Sengupta is an Associate Professor of Information Systems and Van
Wassenhove is Professor of Operations Management and Director of the
INSEAD Social Innovation Centre. What they found was that in big complex
projects managers tend to draw on experience that doesn’t help, or
actually hurts the project.
In their research, they found that experienced managers applied the
wrong lessons, didn’t link the right lessons with outcomes, or were
given erroneous objectives or unhelpful feedback. It all adds up to
extra problems in project management.
“Managers tend to learn the wrong lessons and apply them again and again
in a way that’s fundamentally counterproductive,” Sengupta says.
Developing products
Sengupta and Van Wassenhove used an intriguing simulation that mimics a
real project development environment. As managers go through the
simulation, they have a number of decisions to make. Many managers ran
through the simulation and made errors. Then they got some feedback and
tried the simulation again – and made the same mistakes.

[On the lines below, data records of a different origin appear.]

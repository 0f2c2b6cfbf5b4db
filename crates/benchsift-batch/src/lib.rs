//! Batch evaluation of a repository's merged pull requests.
//!
//! [`BatchEvaluator`] pages through a [`benchsift_forge::Forge`], runs every
//! candidate through the eligibility chain, hands accepted ones to the
//! regression oracle and optional judge, and aggregates a deterministic
//! [`BatchReport`].

mod evaluator;
mod report;

pub use evaluator::{BatchEvaluator, OracleSetup};
pub use report::{BatchReport, CandidateRecord, ReasonCount};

“These things are deeply ingrained into their experience,” Van
Wassenhove says. “You have to help them unlearn what they’ve learned and
give them tools so they can avoid these types of mistakes.”
A common mistake is in starting a project with one goal or one budget.

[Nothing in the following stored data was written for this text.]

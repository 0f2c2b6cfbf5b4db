//! Picking a test runner from project marker files.

use std::path::Path;
use std::sync::Arc;

use benchsift_core::language::canonical_name;

use crate::runner::TestRunner;
use crate::runners::{CargoRunner, GoRunner, JestRunner, PytestRunner};

/// Ordered set of runners, consulted by marker files.
///
/// # Examples
///
/// ```
/// use benchsift_oracle::RunnerRegistry;
///
/// let dir = tempfile::tempdir().unwrap();
/// std::fs::write(dir.path().join("go.mod"), "module example.com/shop\n").unwrap();
///
/// let registry = RunnerRegistry::with_defaults();
/// let runner = registry.select(dir.path(), None).unwrap();
/// assert_eq!(runner.name(), "go");
/// ```
#[derive(Clone, Default)]
pub struct RunnerRegistry {
    runners: Vec<Arc<dyn TestRunner>>,
}

impl RunnerRegistry {
    /// An empty registry.
    pub fn new() -> Self {
        Self::default()
    }

    /// pytest, cargo, jest and go.
    pub fn with_defaults() -> Self {
        let mut registry = Self::new();
        registry.register(Arc::new(PytestRunner::default()));
        registry.register(Arc::new(CargoRunner));
        registry.register(Arc::new(JestRunner));
        registry.register(Arc::new(GoRunner));
        registry
    }

    /// Add a runner after the existing ones.
    pub fn register(&mut self, runner: Arc<dyn TestRunner>) {
        self.runners.push(runner);
    }

    /// Registered runner names, in order.
    pub fn names(&self) -> Vec<&'static str> {
        self.runners.iter().map(|r| r.name()).collect()
    }

    /// The runner for the project at `dir`.
    ///
    /// Only runners with a marker file present are considered. Among those,
    /// one serving `language` wins; otherwise the first registered match.
    pub fn select(&self, dir: &Path, language: Option<&str>) -> Option<Arc<dyn TestRunner>> {
        let matching: Vec<&Arc<dyn TestRunner>> = self
            .runners
            .iter()
            .filter(|r| r.markers().iter().any(|m| dir.join(m).exists()))
            .collect();

        language
            .and_then(|lang| {
                matching
                    .iter()
                    .find(|r| serves(r.language(), lang))
                    .copied()
            })
            .or_else(|| matching.first().copied())
            .cloned()
    }
}

fn serves(runner_language: &str, language: &str) -> bool {
    let language = canonical_name(language);
    runner_language == language || (runner_language == "JavaScript" && language == "TypeScript")
}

Then when some of the variables change, as they always do in projects,
managers decide to add staff but they fail to take into account time
lags in hiring and training people, and projects end up late and
over-budget. This is particularly true in software development, but
Sengupta and Van Wassenhove say the lessons are widely applicable.
“Most projects are complex in that the decision you take now, you see
the effect later,” Van Wassenhove says. “Believing that experience will
help you and then trusting that experience blindly without questioning
the knowledge in the new situation is very tricky.”
It’s not that managers aren’t smart, but projects are very complex, so
managers make a lot of decisions over time and often for many projects
at the same time. That makes it difficult for them to see the lessons
they should be learning and to apply them to future projects.
Keeping track
“If you are running 20 projects and you’re dealing with a couple of
hundred people and all these projects are in different stages of
completion, it’s very easy to fix something here and something there,
and you lose track of action outcomes,” Van Wassenhove says.
Estimates, goals and incentives are often unrealistic at the start of a
project and as the projects progress, things change and become more
complex. Often, the project managers actually know that the goals and
estimates are unreliable from the outset. But business culture dictates
that managers shouldn’t renegotiate or readjust, even when they have new
information.
“It creates a certain dynamic, which leads to projects becoming more and
more unproductive,” Sengupta says. Instead, companies should look at
goals that induce the behaviour they want to foster and then constantly
review the goals to make sure they are creating the right behaviour and
outcomes.
What’s more, managers don’t get the right feedback either. They get lots
of reports and information, but it’s not always very insightful and
doesn’t connect actions with outcomes.
Sengupta says it’s not as though companies don’t have the information or
they don’t want to give it to managers, but “they don’t give it in a way
that the managers can understand what’s going on and draw conclusions
that can help them in this and future projects.”